Eles não revelam quanto custa cada edição, mas dizem que a Gudinaite se paga e ainda dá “um baita lucro”. Além da grana, um motor para seguir em frente é saber que estão embalando a criação de novas memórias felizes. Segundo Patrícia: 

“É uma festa terapêutica, as pessoas dançam três horas sem parar, saem felizes, realizadas e querem voltar – e muitas voltam”

A empresária Denise Cancaro, 63, é uma dessas frequentadoras assíduas. “Fui na primeira edição e, sempre que posso, vou e chamo as amigas e minhas alunas de dança”, diz Denise. “Ficamos muito à vontade, a música é contagiante!”

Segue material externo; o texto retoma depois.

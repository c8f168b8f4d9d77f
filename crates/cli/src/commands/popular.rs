use std::path::PathBuf;

use super::{load_context, CommandResult};

pub fn run(data_dir: Option<PathBuf>, top: Option<usize>) -> CommandResult {
    let context = match load_context("popular", data_dir) {
        Ok(context) => context,
        Err(failure) => return failure,
    };

    let top_n = top.unwrap_or(context.config.engine.default_top_n);
    let plans = context.engine.popular(top_n);

    let message = format!("{} most subscribed plans", plans.len());
    match serde_json::to_value(&plans) {
        Ok(data) => CommandResult::with_data("popular", message, data),
        Err(error) => CommandResult::failure("popular", "serialization", error.to_string(), 1),
    }
}
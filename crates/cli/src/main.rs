use std::process::ExitCode;

fn main() -> ExitCode {
    planwise_cli::run()
}
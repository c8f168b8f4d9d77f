//! CSV dataset loading layer
//!
//! Reads the five subscription-system exports (users, subscriptions,
//! plans, billing, logs) into the core domain types. Loading is strict
//! about file presence and CSV shape, and deliberately lenient about the
//! three subscription date columns, which parse to absent on failure.

pub mod error;
pub mod fixtures;
pub mod loader;
mod records;

pub use error::DataError;
pub use fixtures::{write_demo_dataset, SeedSummary};
pub use loader::{Dataset, DatasetPaths, LogRecord};
use std::path::PathBuf;

use serde::Serialize;

use planwise_core::analytics::{
    dataset_summary, revenue_report, subscription_trends, DatasetSummary, RevenueReport,
    TrendReport,
};

use super::{load_context, CommandResult};

/// Number of plans shown in the trend and revenue rankings.
const REPORT_TOP_N: usize = 10;

#[derive(Debug, Serialize)]
struct OverviewReport {
    summary: DatasetSummary,
    trends: TrendReport,
    revenue: RevenueReport,
}

pub fn run(data_dir: Option<PathBuf>) -> CommandResult {
    let context = match load_context("overview", data_dir) {
        Ok(context) => context,
        Err(failure) => return failure,
    };

    let dataset = &context.dataset;
    let report = OverviewReport {
        summary: dataset_summary(&dataset.users, &dataset.subscriptions, &dataset.plans),
        trends: subscription_trends(&dataset.subscriptions, &dataset.plans, REPORT_TOP_N),
        revenue: revenue_report(
            &dataset.subscriptions,
            &dataset.plans,
            &dataset.billing,
            REPORT_TOP_N,
        ),
    };

    let message = format!(
        "{} users, {} active subscriptions across {} plans",
        report.summary.total_users,
        report.summary.active_subscriptions,
        report.summary.total_plans
    );
    match serde_json::to_value(&report) {
        Ok(data) => CommandResult::with_data("overview", message, data),
        Err(error) => CommandResult::failure("overview", "serialization", error.to_string(), 1),
    }
}
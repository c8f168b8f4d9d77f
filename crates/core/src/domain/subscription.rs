use chrono::NaiveDateTime;
use serde::{Deserialize, Serialize};

use super::plan::PlanId;
use super::user::UserId;

/// Lifecycle state of a subscription row. The exports mix casings
/// (`active`, `PAUSED`), so parsing is case-insensitive; anything outside
/// the known states maps to `Other`.
#[derive(Clone, Copy, Debug, PartialEq, Eq, Serialize, Deserialize)]
#[serde(rename_all = "snake_case")]
pub enum SubscriptionStatus {
    Active,
    Paused,
    Other,
}

impl SubscriptionStatus {
    pub fn as_str(&self) -> &'static str {
        match self {
            Self::Active => "active",
            Self::Paused => "paused",
            Self::Other => "other",
        }
    }

    pub fn parse(value: &str) -> Self {
        match value.trim().to_ascii_lowercase().as_str() {
            "active" => Self::Active,
            "paused" => Self::Paused,
            _ => Self::Other,
        }
    }
}

#[derive(Clone, Copy, Debug, PartialEq, Eq, Hash, Serialize, Deserialize)]
#[serde(rename_all = "snake_case")]
pub enum SubscriptionType {
    Monthly,
    Yearly,
}

impl SubscriptionType {
    pub fn as_str(&self) -> &'static str {
        match self {
            Self::Monthly => "monthly",
            Self::Yearly => "yearly",
        }
    }

    pub fn parse(value: &str) -> Self {
        match value.trim().to_ascii_lowercase().as_str() {
            "yearly" => Self::Yearly,
            _ => Self::Monthly,
        }
    }
}

/// A single subscription event row. Subscriptions have no identifier of
/// their own; they are keyed by (user, plan) when pivoted into the
/// interaction matrix. The three timestamps are optional because any of
/// them may fail to parse in the export.
#[derive(Clone, Debug, PartialEq, Eq, Serialize, Deserialize)]
pub struct Subscription {
    pub user_id: UserId,
    pub plan_id: PlanId,
    pub status: SubscriptionStatus,
    pub subscription_type: SubscriptionType,
    pub start_date: Option<NaiveDateTime>,
    pub last_billed_date: Option<NaiveDateTime>,
    pub last_renewed_date: Option<NaiveDateTime>,
}

#[cfg(test)]
mod tests {
    use super::*;

    #[test]
    fn status_parsing_tolerates_export_casing() {
        assert_eq!(SubscriptionStatus::parse("active"), SubscriptionStatus::Active);
        assert_eq!(SubscriptionStatus::parse("PAUSED"), SubscriptionStatus::Paused);
        assert_eq!(SubscriptionStatus::parse("cancelled"), SubscriptionStatus::Other);
    }

    #[test]
    fn type_parsing_defaults_to_monthly() {
        assert_eq!(SubscriptionType::parse("yearly"), SubscriptionType::Yearly);
        assert_eq!(SubscriptionType::parse("YEARLY"), SubscriptionType::Yearly);
        assert_eq!(SubscriptionType::parse("monthly"), SubscriptionType::Monthly);
        assert_eq!(SubscriptionType::parse("weekly"), SubscriptionType::Monthly);
    }
}
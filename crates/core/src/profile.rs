//! User profile derivation from subscription history
//!
//! One behavioral profile is built per user by joining that user's
//! subscriptions against the plan table. Profiles are recomputed wholesale
//! every time a dataset is loaded; there is no incremental update path.

use std::collections::HashMap;

use serde::{Deserialize, Serialize};

use crate::domain::plan::{Plan, PlanId};
use crate::domain::subscription::{Subscription, SubscriptionStatus, SubscriptionType};
use crate::domain::user::{User, UserId, UserStatus};

/// Price preference assumed for users with no usable price history.
pub const DEFAULT_PRICE_PREFERENCE: f64 = 50.0;

/// Spend band derived from a user's average historical price.
#[derive(Clone, Copy, Debug, PartialEq, Eq, Serialize, Deserialize)]
#[serde(rename_all = "snake_case")]
pub enum PriceCategory {
    Budget,
    Standard,
    Premium,
}

impl PriceCategory {
    /// Band thresholds: below 40 is Budget, 40 up to (but excluding) 70 is
    /// Standard, 70 and above is Premium.
    pub fn from_price(price: f64) -> Self {
        if price < 40.0 {
            Self::Budget
        } else if price < 70.0 {
            Self::Standard
        } else {
            Self::Premium
        }
    }

    pub fn as_str(&self) -> &'static str {
        match self {
            Self::Budget => "Budget",
            Self::Standard => "Standard",
            Self::Premium => "Premium",
        }
    }
}

/// Derived per-user behavioral summary. This is the sole input the
/// content-based scorer reads about a user.
#[derive(Clone, Debug, PartialEq, Serialize, Deserialize)]
pub struct UserProfile {
    pub user_id: UserId,
    pub name: String,
    pub user_status: UserStatus,
    pub avg_price_preference: f64,
    pub preferred_type: SubscriptionType,
    pub prefers_auto_renewal: bool,
    pub total_subscriptions: usize,
    pub active_subscriptions: usize,
    /// active / total, 0.0 when the user has no subscriptions.
    pub retention_rate: f64,
    pub price_category: PriceCategory,
    /// Plan identifiers of this user's currently active subscriptions, in
    /// subscription-row order.
    pub current_plans: Vec<PlanId>,
}

impl UserProfile {
    /// Fixed defaults for a user with zero subscription history.
    fn cold_start(user: &User) -> Self {
        Self {
            user_id: user.id.clone(),
            name: user.name.clone(),
            user_status: user.status,
            avg_price_preference: DEFAULT_PRICE_PREFERENCE,
            preferred_type: SubscriptionType::Monthly,
            prefers_auto_renewal: true,
            total_subscriptions: 0,
            active_subscriptions: 0,
            retention_rate: 0.0,
            price_category: PriceCategory::Standard,
            current_plans: Vec::new(),
        }
    }
}

/// Build one profile per input user, in input user order. Pure function:
/// no error paths, users without history get the cold-start defaults.
pub fn build_user_profiles(
    users: &[User],
    subscriptions: &[Subscription],
    plans: &[Plan],
) -> Vec<UserProfile> {
    let plan_index: HashMap<&PlanId, &Plan> =
        plans.iter().map(|plan| (&plan.id, plan)).collect();

    let mut by_user: HashMap<&UserId, Vec<&Subscription>> = HashMap::new();
    for subscription in subscriptions {
        by_user.entry(&subscription.user_id).or_default().push(subscription);
    }

    users
        .iter()
        .map(|user| match by_user.get(&user.id) {
            Some(subs) if !subs.is_empty() => profile_from_history(user, subs, &plan_index),
            _ => UserProfile::cold_start(user),
        })
        .collect()
}

fn profile_from_history(
    user: &User,
    subs: &[&Subscription],
    plan_index: &HashMap<&PlanId, &Plan>,
) -> UserProfile {
    let total_subscriptions = subs.len();
    let active_subscriptions =
        subs.iter().filter(|sub| sub.status == SubscriptionStatus::Active).count();
    let retention_rate = active_subscriptions as f64 / total_subscriptions as f64;

    // Join against the plan table. Rows whose plan is missing from the
    // catalog contribute nothing to the price average or the renewal vote
    // numerator, but still count in the vote denominator.
    let joined_prices: Vec<f64> = subs
        .iter()
        .filter_map(|sub| plan_index.get(&sub.plan_id).map(|plan| plan.price))
        .collect();
    let avg_price_preference = if joined_prices.is_empty() {
        DEFAULT_PRICE_PREFERENCE
    } else {
        joined_prices.iter().sum::<f64>() / joined_prices.len() as f64
    };

    let renewal_votes = subs
        .iter()
        .filter(|sub| {
            plan_index.get(&sub.plan_id).is_some_and(|plan| plan.auto_renewal.allowed())
        })
        .count();
    let prefers_auto_renewal = renewal_votes * 2 > total_subscriptions;

    let current_plans: Vec<PlanId> = subs
        .iter()
        .filter(|sub| sub.status == SubscriptionStatus::Active)
        .map(|sub| sub.plan_id.clone())
        .collect();

    UserProfile {
        user_id: user.id.clone(),
        name: user.name.clone(),
        user_status: user.status,
        avg_price_preference,
        preferred_type: dominant_type(subs),
        prefers_auto_renewal,
        total_subscriptions,
        active_subscriptions,
        retention_rate,
        price_category: PriceCategory::from_price(avg_price_preference),
        current_plans,
    }
}

/// Mode of the subscription types, ties resolved in favor of the type
/// encountered first in row order.
fn dominant_type(subs: &[&Subscription]) -> SubscriptionType {
    let mut counts: Vec<(SubscriptionType, usize)> = Vec::new();
    for sub in subs {
        match counts.iter_mut().find(|(kind, _)| *kind == sub.subscription_type) {
            Some((_, count)) => *count += 1,
            None => counts.push((sub.subscription_type, 1)),
        }
    }

    counts
        .iter()
        .max_by_key(|(_, count)| *count)
        .map(|(kind, _)| *kind)
        .unwrap_or(SubscriptionType::Monthly)
}

#[cfg(test)]
mod tests {
    use super::*;
    use crate::domain::plan::AutoRenewal;

    fn user(id: &str) -> User {
        User {
            id: UserId(id.to_string()),
            name: format!("User {id}"),
            status: UserStatus::Active,
        }
    }

    fn plan(id: &str, price: f64, renewal: AutoRenewal) -> Plan {
        Plan {
            id: PlanId(id.to_string()),
            name: format!("Plan {id}"),
            price,
            auto_renewal: renewal,
        }
    }

    fn sub(
        user_id: &str,
        plan_id: &str,
        status: SubscriptionStatus,
        kind: SubscriptionType,
    ) -> Subscription {
        Subscription {
            user_id: UserId(user_id.to_string()),
            plan_id: PlanId(plan_id.to_string()),
            status,
            subscription_type: kind,
            start_date: None,
            last_billed_date: None,
            last_renewed_date: None,
        }
    }

    #[test]
    fn user_without_history_gets_cold_start_defaults() {
        let profiles = build_user_profiles(&[user("u1")], &[], &[]);

        assert_eq!(profiles.len(), 1);
        let profile = &profiles[0];
        assert_eq!(profile.avg_price_preference, 50.0);
        assert_eq!(profile.preferred_type, SubscriptionType::Monthly);
        assert!(profile.prefers_auto_renewal);
        assert_eq!(profile.total_subscriptions, 0);
        assert_eq!(profile.retention_rate, 0.0);
        assert_eq!(profile.price_category, PriceCategory::Standard);
        assert!(profile.current_plans.is_empty());
    }

    #[test]
    fn price_category_boundaries() {
        assert_eq!(PriceCategory::from_price(39.99), PriceCategory::Budget);
        assert_eq!(PriceCategory::from_price(40.00), PriceCategory::Standard);
        assert_eq!(PriceCategory::from_price(69.99), PriceCategory::Standard);
        assert_eq!(PriceCategory::from_price(70.00), PriceCategory::Premium);
    }

    #[test]
    fn profile_aggregates_history() {
        let plans = vec![
            plan("p1", 30.0, AutoRenewal::Yes),
            plan("p2", 60.0, AutoRenewal::Yes),
            plan("p3", 90.0, AutoRenewal::No),
        ];
        let subs = vec![
            sub("u1", "p1", SubscriptionStatus::Active, SubscriptionType::Monthly),
            sub("u1", "p2", SubscriptionStatus::Paused, SubscriptionType::Yearly),
            sub("u1", "p3", SubscriptionStatus::Active, SubscriptionType::Monthly),
        ];

        let profiles = build_user_profiles(&[user("u1")], &subs, &plans);
        let profile = &profiles[0];

        assert_eq!(profile.avg_price_preference, 60.0);
        assert_eq!(profile.total_subscriptions, 3);
        assert_eq!(profile.active_subscriptions, 2);
        assert!((profile.retention_rate - 2.0 / 3.0).abs() < 1e-12);
        assert_eq!(profile.preferred_type, SubscriptionType::Monthly);
        // 2 of 3 joined plans allow auto-renewal: majority vote passes.
        assert!(profile.prefers_auto_renewal);
        assert_eq!(profile.price_category, PriceCategory::Standard);
        assert_eq!(
            profile.current_plans,
            vec![PlanId("p1".to_string()), PlanId("p3".to_string())]
        );
    }

    #[test]
    fn dominant_type_tie_resolves_to_first_encountered() {
        let plans = vec![plan("p1", 20.0, AutoRenewal::Yes)];
        let subs = vec![
            sub("u1", "p1", SubscriptionStatus::Active, SubscriptionType::Yearly),
            sub("u1", "p1", SubscriptionStatus::Active, SubscriptionType::Monthly),
        ];

        let profiles = build_user_profiles(&[user("u1")], &subs, &plans);
        assert_eq!(profiles[0].preferred_type, SubscriptionType::Yearly);
    }

    #[test]
    fn renewal_vote_requires_strict_majority() {
        let plans = vec![
            plan("p1", 20.0, AutoRenewal::Yes),
            plan("p2", 20.0, AutoRenewal::No),
        ];
        // One yes vote out of two subscriptions is not a majority.
        let subs = vec![
            sub("u1", "p1", SubscriptionStatus::Active, SubscriptionType::Monthly),
            sub("u1", "p2", SubscriptionStatus::Active, SubscriptionType::Monthly),
        ];

        let profiles = build_user_profiles(&[user("u1")], &subs, &plans);
        assert!(!profiles[0].prefers_auto_renewal);
    }

    #[test]
    fn unmatched_plan_rows_fall_back_to_default_price() {
        // Subscription references a plan missing from the catalog: no price
        // evidence, so the default preference and its Standard band apply.
        let subs = vec![sub("u1", "ghost", SubscriptionStatus::Active, SubscriptionType::Monthly)];

        let profiles = build_user_profiles(&[user("u1")], &subs, &[]);
        let profile = &profiles[0];
        assert_eq!(profile.avg_price_preference, DEFAULT_PRICE_PREFERENCE);
        assert_eq!(profile.total_subscriptions, 1);
        assert_eq!(profile.current_plans, vec![PlanId("ghost".to_string())]);
    }
}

AUTOR DA BIOGRAFIA DE TIM MAIA, NELSON MOTTA DISCOTECOU NA GUDINAITE ÀS VÉSPERAS DE COMPLETAR 80 ANOS

No ano passado, em uma edição carioca, a Gudinaite contou com uma participação de luxo. 

Às vésperas de completar 80 anos, o compositor, produtor musical, jornalista e escritor Nelson Motta fez sua estreia como DJ. “Ele já fez tudo na vida em relação a música, mas nunca tinha estado no lugar de DJ, então ficou no céu com essa história!”, diz Patrícia. 

Diego aproveita a deixa para fazer um balanço do impacto da Gudinaite: 

“Toda essa vitalidade da festa me surpreende. Ver pessoas de 80 anos se divertindo por horas é incrível. Então a gente sabe que criou uma marca”

A dupla diz que tem planos “altamente ambiciosos” para a Gudinaite, mas mantém sigilo por enquanto. Uma coisa é certa: o foco continuará sendo mostrar como o segmento 50+ é formado por pessoas multifacetadas que têm muito pela frente: 

“Essas mulheres me seguem porque eu mesma me reinventei muito na vida”, diz Patrícia. “Virei DJ aos 53!”